A otro día, a media mañana, Pepillo el Rubio se presentó en la trapería. Habló con Rogelio sobre la finca del pantano y, aunque éste era muy desconfiado, consiguió que se interesara por semejante ganga. Rogelio llamó a Casilda quien, al escuchar el chollo que aquel hombre les ofrecía, no dudó en ir con él a ver la casa. Rogelio subió un momento a su dormitorio a ponerse otras alpargatas -según dijo-. Antes de marchar me encargó varias tareas que debería tener terminadas a su vuelta, a la hora de comer. Luego los vi salir con Pepillo el Rubio hacia el pantano, alegres y locuaces.
Rápidamente entré en casa y vi a Pascuala en la cocina, en la planta baja, preparando la comida. Subí sigiloso hasta el dormitorio del matrimonio, saqué la llave del armario, abrí la alacena, cogí la pistola y la cargué. Me la guardé en el pantalón. Entré en la cocina y conté a Pascuala la visita de Pepillo el Rubio y que sus padres habían ido con él a ver la casa. Le dije que iba a salir con el carro a recoger materiales y que volvería a la hora de comer.
Salí con el carro en dirección opuesta al pantano, sorprendiéndome una manifestación de campesinos y obreros, gritando, que se dirigían a la plaza.

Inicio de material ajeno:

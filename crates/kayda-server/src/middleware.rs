//! Authentication middleware for the `Kayda` server.
//!
//! [`session_auth`] reads `Authorization: Bearer <token>`, resolves it to a
//! [`Principal`] through the account repository and injects it into the
//! request extensions. [`require_admin`] runs after it on admin routes.

use std::sync::Arc;

use axum::extract::{Request, State};
use axum::http::header::AUTHORIZATION;
use axum::middleware::Next;
use axum::response::Response;
use tracing::debug;

use kayda_core::models::Principal;

use crate::error::AppError;
use crate::state::AppState;

/// Middleware that requires a live session.
///
/// # Errors
///
/// Returns [`AppError::Unauthorized`] if the header is missing, is not a
/// bearer token, or names an unknown or expired session.
pub async fn session_auth(
    State(state): State<Arc<AppState>>,
    mut req: Request,
    next: Next,
) -> Result<Response, AppError> {
    let Some(header) = req
        .headers()
        .get(AUTHORIZATION)
        .and_then(|v| v.to_str().ok())
    else {
        return Err(AppError::Unauthorized(
            "missing Authorization header".to_owned(),
        ));
    };

    let token = header
        .strip_prefix("Bearer ")
        .map(str::trim)
        .filter(|t| !t.is_empty())
        .ok_or_else(|| {
            AppError::Unauthorized("Authorization header must use Bearer scheme".to_owned())
        })?
        .to_owned();

    let principal = state.accounts.resolve_session(&token).await?;
    debug!(email = %principal.email, is_admin = principal.is_admin, "session resolved");
    req.extensions_mut().insert(principal);

    Ok(next.run(req).await)
}

/// Middleware that rejects callers without the admin flag.
///
/// Must be layered inside [`session_auth`].
///
/// # Errors
///
/// - [`AppError::Unauthorized`] if no principal was resolved.
/// - [`AppError::Forbidden`] if the principal is not an admin.
pub async fn require_admin(req: Request, next: Next) -> Result<Response, AppError> {
    match req.extensions().get::<Principal>() {
        Some(p) if p.is_admin => Ok(next.run(req).await),
        Some(p) => Err(AppError::Forbidden(format!(
            "account '{}' is not an admin",
            p.email
        ))),
        None => Err(AppError::Unauthorized("authentication required".to_owned())),
    }
}
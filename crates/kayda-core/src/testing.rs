//! Test helpers: an in-memory store and a backend whose batches can be made to fail.

use std::sync::atomic::{AtomicBool, Ordering};
use std::sync::Arc;

use kayda_storage::{MemoryBackend, StorageBackend, StorageError, WriteOp};

use crate::store::DocumentStore;

pub fn make_store() -> Arc<DocumentStore> {
    Arc::new(DocumentStore::new(Arc::new(MemoryBackend::new())))
}

/// Wraps a [`MemoryBackend`] and rejects every `apply` while armed.
#[derive(Debug, Default)]
pub struct FlakyBackend {
    inner: MemoryBackend,
    fail: AtomicBool,
}

impl FlakyBackend {
    pub fn fail_batches(&self, fail: bool) {
        self.fail.store(fail, Ordering::SeqCst);
    }
}

#[async_trait::async_trait]
impl StorageBackend for FlakyBackend {
    async fn get(&self, key: &str) -> Result<Option<Vec<u8>>, StorageError> {
        self.inner.get(key).await
    }

    async fn list(&self, prefix: &str) -> Result<Vec<String>, StorageError> {
        self.inner.list(prefix).await
    }

    async fn apply(&self, ops: Vec<WriteOp>) -> Result<(), StorageError> {
        if self.fail.load(Ordering::SeqCst) {
            return Err(StorageError::Batch {
                ops: ops.len(),
                reason: "injected failure".to_owned(),
            });
        }
        self.inner.apply(ops).await
    }
}

pub fn failing_store() -> (Arc<DocumentStore>, Arc<FlakyBackend>) {
    let backend = Arc::new(FlakyBackend::default());
    let store = Arc::new(DocumentStore::new(Arc::clone(&backend) as Arc<dyn StorageBackend>));
    (store, backend)
}
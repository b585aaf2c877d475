//! Scaffold orchestration
//!
//! [`Scaffolder`] runs every step once, in a fixed order. Each step delegates
//! to one component; components never call each other. Command failures in
//! the environment, lint and script steps abort the run. Network failures
//! in the ignore-file and license steps, and any git setup failure, are
//! reported as warnings and the run continues.

use crate::config::ProjectConfig;
use crate::error::{ErrorKind, Result, ScaffoldError};
use crate::generate::{pyproject, readme::ReadmeBuilder, requirements};
use crate::options::ScaffoldOptions;
use crate::report::Reporter;
use crate::runtime::{
    CommandOutcome, CommandRunner, EnvironmentProvisioner, GitSetup, GitSetupOutcome,
    LintConfigWriter, Platform, ScriptRunner,
};
use crate::templates::{IgnoreFileGenerator, LicenseFetcher, LicenseStatus, TextFetcher};
use std::fmt;

/// One stage of the scaffold, in execution order
#[derive(Debug, Clone, Copy, PartialEq, Eq, Hash)]
pub enum Step {
    Requirements,
    Environment,
    LintConfig,
    GitSetup,
    IgnoreFile,
    Scripts,
    BuildMetadata,
    License,
    Readme,
}

impl Step {
    pub const ALL: [Step; 9] = [
        Step::Requirements,
        Step::Environment,
        Step::LintConfig,
        Step::GitSetup,
        Step::IgnoreFile,
        Step::Scripts,
        Step::BuildMetadata,
        Step::License,
        Step::Readme,
    ];

    pub fn description(&self) -> &'static str {
        match self {
            Step::Requirements => "Writing requirements file",
            Step::Environment => "Creating virtual environment",
            Step::LintConfig => "Generating lint configuration",
            Step::GitSetup => "Running git setup",
            Step::IgnoreFile => "Generating .gitignore",
            Step::Scripts => "Running setup scripts",
            Step::BuildMetadata => "Writing pyproject.toml",
            Step::License => "Fetching LICENSE",
            Step::Readme => "Generating README.md",
        }
    }
}

impl fmt::Display for Step {
    fn fmt(&self, f: &mut fmt::Formatter<'_>) -> fmt::Result {
        write!(f, "{}", self.description())
    }
}

/// Outcome of a completed run
#[derive(Debug, Clone, Default, PartialEq, Eq)]
pub struct Summary {
    pub completed: Vec<Step>,
    pub warnings: usize,
}

/// Counts warnings on their way to the caller's reporter
struct Counting<'a> {
    inner: &'a mut dyn Reporter,
    warnings: usize,
}

impl Reporter for Counting<'_> {
    fn step(&mut self, step: Step) {
        self.inner.step(step);
    }

    fn success(&mut self, message: &str) {
        self.inner.success(message);
    }

    fn warning(&mut self, message: &str) {
        self.warnings += 1;
        self.inner.warning(message);
    }

    fn info(&mut self, message: &str) {
        self.inner.info(message);
    }

    fn error(&mut self, message: &str) {
        self.inner.error(message);
    }
}

pub struct Scaffolder {
    options: ScaffoldOptions,
    config: ProjectConfig,
    platform: Platform,
    git_setup: GitSetup,
    runner: CommandRunner,
    fetcher: TextFetcher,
}

impl Scaffolder {
    pub fn new(options: ScaffoldOptions, config: ProjectConfig) -> Result<Self> {
        Self::with_platform(options, config, Platform::detect())
    }

    pub fn with_platform(
        options: ScaffoldOptions,
        config: ProjectConfig,
        platform: Platform,
    ) -> Result<Self> {
        let git_setup = GitSetup::for_platform(platform, &options.layout);
        let runner = CommandRunner::new(&options.layout.root);
        let fetcher = TextFetcher::new(&options.user_agent, options.http_timeout)?;
        Ok(Self {
            options,
            config,
            platform,
            git_setup,
            runner,
            fetcher,
        })
    }

    pub fn config(&self) -> &ProjectConfig {
        &self.config
    }

    pub fn options(&self) -> &ScaffoldOptions {
        &self.options
    }

    pub fn platform(&self) -> Platform {
        self.platform
    }

    /// Run every step in order
    pub async fn run(&self, reporter: &mut dyn Reporter) -> Result<Summary> {
        self.run_steps(&Step::ALL, reporter).await
    }

    /// Run `steps` in the order given, stopping at the first fatal error
    pub async fn run_steps(&self, steps: &[Step], reporter: &mut dyn Reporter) -> Result<Summary> {
        let mut counting = Counting {
            inner: reporter,
            warnings: 0,
        };
        let mut completed = Vec::with_capacity(steps.len());

        for &step in steps {
            counting.step(step);
            self.run_step(step, &mut counting).await?;
            completed.push(step);
        }

        Ok(Summary {
            completed,
            warnings: counting.warnings,
        })
    }

    async fn run_step(&self, step: Step, reporter: &mut dyn Reporter) -> Result<()> {
        let layout = &self.options.layout;
        let settings = &self.config.settings;

        match step {
            Step::Requirements => {
                let dependencies = self.config.require_dependencies()?;
                let count =
                    requirements::write_requirements(&layout.requirements, dependencies).await?;
                reporter.success(&format!(
                    "Wrote {} dependencies to {}",
                    count,
                    layout.relative(&layout.requirements).display()
                ));
            }
            Step::Environment => {
                let provisioner = EnvironmentProvisioner::new(&settings.python, &layout.venv);
                provisioner.provision(&self.runner, true).await?;
                reporter.success(&format!(
                    "Created {}",
                    layout.relative(&layout.venv).display()
                ));
            }
            Step::LintConfig => {
                let writer = LintConfigWriter::new(&settings.linter, &layout.lint_config);
                writer.write(&self.runner, true).await?;
                reporter.success(&format!(
                    "Wrote {}",
                    layout.relative(&layout.lint_config).display()
                ));
            }
            Step::GitSetup => match self.git_setup.run(&self.runner).await? {
                GitSetupOutcome::Completed => reporter.success(&format!(
                    "Git setup ({}) completed successfully",
                    self.git_setup.label()
                )),
                GitSetupOutcome::Failed { message } => reporter.warning(&message),
                GitSetupOutcome::Skipped => {
                    reporter.warning(&format!("Git setup skipped on {}", self.platform))
                }
            },
            Step::IgnoreFile => {
                let generator = IgnoreFileGenerator::new(
                    self.fetcher.clone(),
                    self.options.gitignore_url.clone(),
                    &layout.template_cache,
                    &layout.gitignore,
                );
                let result = generator.generate(&settings.gitignore_templates).await;
                if let Some(report) = downgrade_network(result, reporter)? {
                    for (name, status) in &report.skipped {
                        reporter.warning(&format!(
                            "Failed to fetch {} template. HTTP Status Code: {}",
                            name, status
                        ));
                    }
                    reporter.success(&format!(
                        "Wrote {} from {} template(s)",
                        layout.relative(&layout.gitignore).display(),
                        report.written.len()
                    ));
                }
            }
            Step::Scripts => {
                if settings.scripts.is_empty() {
                    reporter.info("No scripts configured");
                }
                let scripts = ScriptRunner::default();
                for script in &settings.scripts {
                    let path = layout.resolve(script);
                    let outcome = scripts.execute(&self.runner, &path, true).await?;
                    if let CommandOutcome::Succeeded { stdout } = outcome {
                        reporter.success(&format!("{}: {}", script.display(), stdout.trim()));
                    }
                }
            }
            Step::BuildMetadata => {
                pyproject::write_pyproject(&layout.pyproject, &self.config).await?;
                reporter.success(&format!(
                    "Wrote {}",
                    layout.relative(&layout.pyproject).display()
                ));
            }
            Step::License => {
                let Some(license) = settings.license.as_deref() else {
                    reporter.warning("No License set in [Settings], skipping LICENSE");
                    return Ok(());
                };
                let fetcher = LicenseFetcher::new(
                    self.fetcher.clone(),
                    self.options.license_url.clone(),
                    &layout.license,
                );
                let result = fetcher.create_license(license).await;
                match downgrade_network(result, reporter)? {
                    Some(LicenseStatus::Written(path)) => reporter.success(&format!(
                        "Wrote {} ({})",
                        layout.relative(&path).display(),
                        license
                    )),
                    Some(LicenseStatus::Unavailable { status }) => reporter.warning(&format!(
                        "Failed to fetch license. HTTP Status Code: {}",
                        status
                    )),
                    None => {}
                }
            }
            Step::Readme => {
                let content = ReadmeBuilder::new(layout.clone()).write().await?;
                if content.description.is_empty() {
                    reporter.info("No module docstring found for the description");
                }
                reporter.success(&format!(
                    "Wrote {}",
                    layout.relative(&layout.readme).display()
                ));
            }
        }

        Ok(())
    }

    /// Follow-up commands shown after a successful run
    pub fn next_steps(&self) -> Vec<String> {
        let layout = &self.options.layout;
        vec![
            self.platform.activate_command(layout.relative(&layout.venv)),
            format!(
                "pip install -r {}",
                layout.relative(&layout.requirements).display()
            ),
        ]
    }
}

/// Report a network error as a warning instead of failing the step
fn downgrade_network<T>(result: Result<T>, reporter: &mut dyn Reporter) -> Result<Option<T>> {
    match result {
        Ok(value) => Ok(Some(value)),
        Err(err) if err.kind() == ErrorKind::Network => {
            reporter.warning(&err.to_string());
            Ok(None)
        }
        Err(err) => Err(err),
    }
}

/// Load the config named by `options` and run every step
///
/// A missing config file is reported through `reporter` and yields
/// `Ok(None)`; nothing is written in that case.
pub async fn scaffold(
    options: &ScaffoldOptions,
    reporter: &mut dyn Reporter,
) -> Result<Option<(Scaffolder, Summary)>> {
    let config = match ProjectConfig::load(&options.layout.config) {
        Ok(config) => config,
        Err(err @ ScaffoldError::ConfigNotFound(_)) => {
            reporter.error(&err.to_string());
            return Ok(None);
        }
        Err(err) => return Err(err),
    };

    let scaffolder = Scaffolder::new(options.clone(), config)?;
    let summary = scaffolder.run(reporter).await?;
    Ok(Some((scaffolder, summary)))
}

/// Run [`scaffold`], reporting a fatal error through `reporter` instead of returning it
///
/// Returns `false` only when the run stopped on a fatal error.
pub async fn scaffold_and_report(
    options: &ScaffoldOptions,
    reporter: &mut dyn Reporter,
) -> bool {
    match scaffold(options, reporter).await {
        Ok(_) => true,
        Err(err) => {
            reporter.error(&err.to_string());
            false
        }
    }
}
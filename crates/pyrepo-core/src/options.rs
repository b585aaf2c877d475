//! Run-time options handed to every component at construction
//!
//! Nothing here is global: the binary builds one [`ScaffoldOptions`] for the
//! working directory and each component receives the pieces it needs.

use crate::error::{Result, ScaffoldError};
use std::path::{Path, PathBuf};
use std::time::Duration;
use url::Url;

/// Base URL for `.gitignore` templates
pub const DEFAULT_GITIGNORE_URL: &str = "https://raw.githubusercontent.com/github/gitignore/main";

/// Base URL for license texts
pub const DEFAULT_LICENSE_URL: &str =
    "https://raw.githubusercontent.com/github/choosealicense.com/gh-pages/_licenses";

/// Environment variable overriding [`DEFAULT_GITIGNORE_URL`]
pub const GITIGNORE_URL_ENV: &str = "PYREPO_GITIGNORE_URL";

/// Environment variable overriding [`DEFAULT_LICENSE_URL`]
pub const LICENSE_URL_ENV: &str = "PYREPO_LICENSE_URL";

/// Timeout applied to every outbound HTTP request
pub const HTTP_TIMEOUT: Duration = Duration::from_secs(30);

/// Where every input and generated artifact lives
#[derive(Debug, Clone)]
pub struct ProjectLayout {
    pub root: PathBuf,
    pub config: PathBuf,
    pub requirements: PathBuf,
    pub venv: PathBuf,
    pub lint_config: PathBuf,
    pub gitignore: PathBuf,
    pub template_cache: PathBuf,
    pub pyproject: PathBuf,
    pub license: PathBuf,
    pub readme: PathBuf,
    pub git_setup_shell: PathBuf,
    pub git_setup_powershell: PathBuf,
}

impl ProjectLayout {
    /// Conventional layout rooted at `root`
    pub fn new(root: impl Into<PathBuf>) -> Self {
        let root = root.into();
        Self {
            config: root.join("config").join("conf.ini"),
            requirements: root.join("requirements.txt"),
            venv: root.join(".venv"),
            lint_config: root.join(".pylintrc"),
            gitignore: root.join(".gitignore"),
            template_cache: root.join("gitignore_templates"),
            pyproject: root.join("pyproject.toml"),
            license: root.join("LICENSE"),
            readme: root.join("README.md"),
            git_setup_shell: root.join("scripts").join("setup_git.sh"),
            git_setup_powershell: root.join("scripts").join("setup_git.ps1"),
            root,
        }
    }

    /// Resolve a path from the config file against the project root
    pub fn resolve(&self, path: &Path) -> PathBuf {
        if path.is_absolute() {
            path.to_path_buf()
        } else {
            self.root.join(path)
        }
    }

    /// Path relative to the root, for display
    pub fn relative<'a>(&self, path: &'a Path) -> &'a Path {
        path.strip_prefix(&self.root).unwrap_or(path)
    }
}

/// Options for one scaffolding run
#[derive(Debug, Clone)]
pub struct ScaffoldOptions {
    pub layout: ProjectLayout,
    pub gitignore_url: Url,
    pub license_url: Url,
    pub http_timeout: Duration,
    pub user_agent: String,
}

impl ScaffoldOptions {
    /// Options with the built-in remote locations
    pub fn new(root: impl Into<PathBuf>) -> Result<Self> {
        Ok(Self {
            layout: ProjectLayout::new(root),
            gitignore_url: parse_url(DEFAULT_GITIGNORE_URL)?,
            license_url: parse_url(DEFAULT_LICENSE_URL)?,
            http_timeout: HTTP_TIMEOUT,
            user_agent: format!("pyrepo/{}", env!("CARGO_PKG_VERSION")),
        })
    }

    /// Options with remote locations overridable from the environment
    pub fn from_env(root: impl Into<PathBuf>) -> Result<Self> {
        let mut options = Self::new(root)?;
        if let Ok(url) = std::env::var(GITIGNORE_URL_ENV) {
            options.gitignore_url = parse_url(&url)?;
        }
        if let Ok(url) = std::env::var(LICENSE_URL_ENV) {
            options.license_url = parse_url(&url)?;
        }
        Ok(options)
    }
}

fn parse_url(url: &str) -> Result<Url> {
    Url::parse(url).map_err(|e| ScaffoldError::InvalidUrl {
        url: url.to_string(),
        reason: e.to_string(),
    })
}
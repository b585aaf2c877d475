//! Progress reporting for the scaffold run

use crate::scaffold::Step;
use colored::Colorize;

/// Receives progress from [`crate::Scaffolder::run`]
///
/// Recoverable failures arrive through [`Reporter::warning`]; fatal ones are
/// returned as errors instead.
pub trait Reporter {
    /// A step is about to start
    fn step(&mut self, step: Step);

    fn success(&mut self, message: &str);

    fn warning(&mut self, message: &str);

    fn info(&mut self, message: &str);

    fn error(&mut self, message: &str);
}

/// Plain terminal output
#[derive(Debug, Default)]
pub struct ConsoleReporter;

impl Reporter for ConsoleReporter {
    fn step(&mut self, step: Step) {
        println!("  {} {}", "->".blue(), step.description());
    }

    fn success(&mut self, message: &str) {
        println!("     {} {}", "done".green(), message);
    }

    fn warning(&mut self, message: &str) {
        println!("     {} {}", "Warning:".yellow(), message);
    }

    fn info(&mut self, message: &str) {
        println!("     {}", message.dimmed());
    }

    fn error(&mut self, message: &str) {
        eprintln!("{} {}", "Error:".red(), message);
    }
}

/// Collects every report, for tests and embedding
#[derive(Debug, Default, Clone, PartialEq, Eq)]
pub struct RecordingReporter {
    pub steps: Vec<Step>,
    pub successes: Vec<String>,
    pub warnings: Vec<String>,
    pub infos: Vec<String>,
    pub errors: Vec<String>,
}

impl Reporter for RecordingReporter {
    fn step(&mut self, step: Step) {
        self.steps.push(step);
    }

    fn success(&mut self, message: &str) {
        self.successes.push(message.to_string());
    }

    fn warning(&mut self, message: &str) {
        self.warnings.push(message.to_string());
    }

    fn info(&mut self, message: &str) {
        self.infos.push(message.to_string());
    }

    fn error(&mut self, message: &str) {
        self.errors.push(message.to_string());
    }
}
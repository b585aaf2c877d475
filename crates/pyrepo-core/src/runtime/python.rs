//! Python tooling: virtual environment, lint config and helper scripts

use super::command::{CommandOutcome, CommandRunner, Invocation, OutputMode};
use crate::error::Result;
use std::path::{Path, PathBuf};

/// Creates the project's virtual environment
pub struct EnvironmentProvisioner {
    python: String,
    venv: PathBuf,
}

impl EnvironmentProvisioner {
    pub fn new(python: impl Into<String>, venv: impl Into<PathBuf>) -> Self {
        Self {
            python: python.into(),
            venv: venv.into(),
        }
    }

    pub fn invocation(&self) -> Invocation {
        Invocation::new(&self.python)
            .args(["-m", "venv"])
            .arg(self.venv.as_os_str())
    }

    /// Run `python -m venv`; an existing environment is left to the tool
    pub async fn provision(&self, runner: &CommandRunner, fatal: bool) -> Result<CommandOutcome> {
        runner.run(&self.invocation(), fatal).await
    }
}

/// Writes the linter's default configuration
pub struct LintConfigWriter {
    linter: String,
    target: PathBuf,
}

impl LintConfigWriter {
    pub fn new(linter: impl Into<String>, target: impl Into<PathBuf>) -> Self {
        Self {
            linter: linter.into(),
            target: target.into(),
        }
    }

    pub fn invocation(&self) -> Invocation {
        Invocation::new(&self.linter)
            .arg("--generate-rcfile")
            .output(OutputMode::File(self.target.clone()))
    }

    pub async fn write(&self, runner: &CommandRunner, fatal: bool) -> Result<CommandOutcome> {
        runner.run(&self.invocation(), fatal).await
    }
}

/// Runs a script through bash and captures its output
pub struct ScriptRunner {
    interpreter: String,
}

impl Default for ScriptRunner {
    fn default() -> Self {
        Self::new("bash")
    }
}

impl ScriptRunner {
    pub fn new(interpreter: impl Into<String>) -> Self {
        Self {
            interpreter: interpreter.into(),
        }
    }

    pub fn invocation(&self, script: &Path) -> Invocation {
        Invocation::new(&self.interpreter).arg(script.as_os_str())
    }

    pub async fn execute(
        &self,
        runner: &CommandRunner,
        script: &Path,
        fatal: bool,
    ) -> Result<CommandOutcome> {
        runner.run(&self.invocation(script), fatal).await
    }
}
//! CLI output using cliclack (Charm-style inline logs)
//!
//! This module is optional and only available when the `tui` feature is enabled.

#[cfg(feature = "tui")]
mod session;

#[cfg(feature = "tui")]
pub use session::{run, ClackReporter};
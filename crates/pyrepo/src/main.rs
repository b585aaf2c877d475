//! pyrepo CLI - scaffold a Python repository from config/conf.ini

use anyhow::Result;
use clap::Parser;
use pyrepo_core::{ConsoleReporter, ScaffoldOptions};
use std::process::ExitCode;

/// Scaffolds a Python repository in the current directory from `config/conf.ini`
#[derive(Parser, Debug)]
#[command(name = "pyrepo")]
#[command(about = "CLI for scaffolding Python repositories")]
#[command(version)]
pub struct Args {}

#[tokio::main]
async fn main() -> Result<ExitCode> {
    // Ensure terminal cursor is restored on panic
    let default_panic = std::panic::take_hook();
    std::panic::set_hook(Box::new(move |info| {
        let _ = console::Term::stderr().show_cursor();
        default_panic(info);
    }));

    // Handle Ctrl+C gracefully
    ctrlc::set_handler(move || {
        let _ = console::Term::stderr().show_cursor();
        std::process::exit(130);
    })
    .ok();

    let _args = Args::parse();

    let root = std::env::current_dir()?;
    let options = ScaffoldOptions::from_env(root)?;

    let result = if console::Term::stdout().is_term() {
        pyrepo_core::run(&options).await
    } else {
        // Plain output when piped or logged
        Ok(pyrepo_core::scaffold_and_report(&options, &mut ConsoleReporter).await)
    };

    // Ensure cursor is visible on normal exit
    let _ = console::Term::stderr().show_cursor();

    // Fatal errors were already shown by the reporter
    Ok(if result? {
        ExitCode::SUCCESS
    } else {
        ExitCode::FAILURE
    })
}
//! Project configuration loading

pub mod project;

pub use project::{Dependency, Metadata, ProjectConfig, Settings};
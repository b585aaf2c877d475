//! Files rendered locally from the config and the working tree

pub mod pyproject;
pub mod readme;
pub mod requirements;

pub use pyproject::{write_pyproject, PyProject};
pub use readme::{ProjectStructure, ReadmeBuilder, ReadmeContent};
pub use requirements::{render_requirements, write_requirements};
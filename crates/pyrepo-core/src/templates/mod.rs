//! Remote templates: ignore rules and license texts
//!
//! This module provides:
//! - An HTTP text fetcher with a uniform timeout
//! - `.gitignore` generation backed by a local template cache
//! - LICENSE download

pub mod fetcher;
pub mod gitignore;
pub mod license;

pub use fetcher::{Fetched, TextFetcher};
pub use gitignore::{IgnoreFileGenerator, IgnoreReport, TemplateStatus};
pub use license::{LicenseFetcher, LicenseStatus};
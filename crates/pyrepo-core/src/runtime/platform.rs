//! Host platform detection and git setup dispatch

use super::command::{CommandOutcome, CommandRunner, Invocation, OutputMode};
use crate::error::Result;
use crate::options::ProjectLayout;
use std::fmt;
use std::path::{Path, PathBuf};

/// Host operating system family
#[derive(Debug, Clone, Copy, PartialEq, Eq, Hash)]
pub enum Platform {
    Posix,
    Windows,
    Unsupported,
}

impl Platform {
    /// Platform this binary was built for
    pub fn detect() -> Self {
        if cfg!(unix) {
            Platform::Posix
        } else if cfg!(windows) {
            Platform::Windows
        } else {
            Platform::Unsupported
        }
    }

    pub fn display_name(&self) -> &'static str {
        match self {
            Platform::Posix => "POSIX",
            Platform::Windows => "Windows",
            Platform::Unsupported => "unsupported OS",
        }
    }

    /// Command that activates a virtual environment at `venv`
    pub fn activate_command(&self, venv: &Path) -> String {
        match self {
            Platform::Windows => format!("{}", venv.join("Scripts").join("activate").display()),
            _ => format!("source {}", venv.join("bin").join("activate").display()),
        }
    }
}

impl fmt::Display for Platform {
    fn fmt(&self, f: &mut fmt::Formatter<'_>) -> fmt::Result {
        write!(f, "{}", self.display_name())
    }
}

/// How the git setup script is launched, fixed once per run
#[derive(Debug, Clone, PartialEq, Eq)]
pub enum GitSetup {
    /// Execute a shell script directly
    Shell { script: PathBuf },
    /// Run a PowerShell script with an unrestricted execution policy
    PowerShell { script: PathBuf },
    /// No script for this host
    Unsupported,
}

/// What happened when git setup was attempted
#[derive(Debug, Clone, PartialEq, Eq)]
pub enum GitSetupOutcome {
    Completed,
    Failed { message: String },
    Skipped,
}

impl GitSetup {
    pub fn for_platform(platform: Platform, layout: &ProjectLayout) -> Self {
        match platform {
            Platform::Posix => GitSetup::Shell {
                script: layout.git_setup_shell.clone(),
            },
            Platform::Windows => GitSetup::PowerShell {
                script: layout.git_setup_powershell.clone(),
            },
            Platform::Unsupported => GitSetup::Unsupported,
        }
    }

    pub fn invocation(&self) -> Option<Invocation> {
        match self {
            GitSetup::Shell { script } => {
                Some(Invocation::new(script.as_os_str()).output(OutputMode::Inherit))
            }
            GitSetup::PowerShell { script } => Some(
                Invocation::new("powershell")
                    .args(["-ExecutionPolicy", "Unrestricted"])
                    .arg(script.as_os_str())
                    .output(OutputMode::Inherit),
            ),
            GitSetup::Unsupported => None,
        }
    }

    pub fn label(&self) -> &'static str {
        match self {
            GitSetup::Shell { .. } => "shell",
            GitSetup::PowerShell { .. } => "PowerShell",
            GitSetup::Unsupported => "none",
        }
    }

    /// Run the setup script; failures never abort the scaffold
    pub async fn run(&self, runner: &CommandRunner) -> Result<GitSetupOutcome> {
        let Some(invocation) = self.invocation() else {
            return Ok(GitSetupOutcome::Skipped);
        };

        match runner.run(&invocation, false).await? {
            CommandOutcome::Succeeded { .. } => Ok(GitSetupOutcome::Completed),
            CommandOutcome::Failed { code, stderr } => {
                let mut message = format!(
                    "Error occurred while setting up git using {} script",
                    self.label()
                );
                if let Some(code) = code {
                    message.push_str(&format!(" (exit code {})", code));
                }
                if !stderr.trim().is_empty() {
                    message.push_str(&format!(": {}", stderr.trim()));
                }
                Ok(GitSetupOutcome::Failed { message })
            }
        }
    }
}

Corrí con el carro por una larga calle que desemboca en la carretera comarcal, algo más arriba de la del pantano. Dejé el carro oculto bajo un emparrado en el terreno de un conocido mío, cerca del vertedero. Crucé la carretera y me adentré a toda marcha por entre las encinas hacia la casa del pantano. Llegué a ella. Salté la tapia y me escondí detrás del portón de gruesos tablones entrecruzados y con rendijas de un centímetro, que me permitían ver sin ser visto.
Muy pronto sentí a Rogelio, a su mujer y a Pepillo, que se acercaban charlando animadamente. Los vi aparecer, pasada la curva del camino, a treinta metros de la casa. Saqué cuidadosamente la pistola y quité el seguro. Cuando estaban a cuatro metros de la puerta, Pepillo se adelantó ligero hasta ella. Introdujo la mano en el bolsillo, como si fuera a sacar la llave, se giró hacia ellos y disparó a bocajarro, primero a Rogelio en el pecho, luego en la cabeza a Casilda quien, con ojos aterrados, siguió mirándole mientras caía de bruces sobre la tierra ardiente.
Rápido, me situé detrás de Pepillo, apuntándole con el cañón de la pistola, por la rendija. Dí un golpecito en el tablón, Pepillo volvió instintivamente la cabeza, y yo le disparé un tiro en plena cara, de abajo arriba. Apresuradamente salté fuera de la tapia. Coloqué a Pepillo semisentado contra la puerta, y enfrente a Rogelio, tumbado de medio lado, con la cara vuelta hacia él y el brazo derecho extendido, empuñando la pistola que yo había disparado.
Después corrí por entre las encinas, por el mismo camino por el que había venido, crucé la carretera, tomé el carro y cargué cuanto encontré aprovechable en el vertedero. Volví a la trapería poco antes de las dos de la tarde. Pascuala estaba poniendo la mesa. Entré silbando y pregunté si ya habían vuelto sus padres, mientras me lavaba las manos en el fregadero.
-Todavía no -me dijo-. ¿Y qué casa dices que han ido a ver? -preguntó, sonriente.
-No sé. Por lo poco que escuché al hombre, es una casa que hay cerca del pantano, en lo alto del encinar. Decía que se la vendería con muebles y cacharros por muy poco dinero.
-Qué bien. Así podremos ir a bañarnos al pantano cuando nos apetezca.
-No creo que yo vaya nunca allí. Ya sabes lo que tus padres piensan de mí.
-¿Quién sabe?
No sabía bien Pascuala hasta qué punto yo sí lo sabía.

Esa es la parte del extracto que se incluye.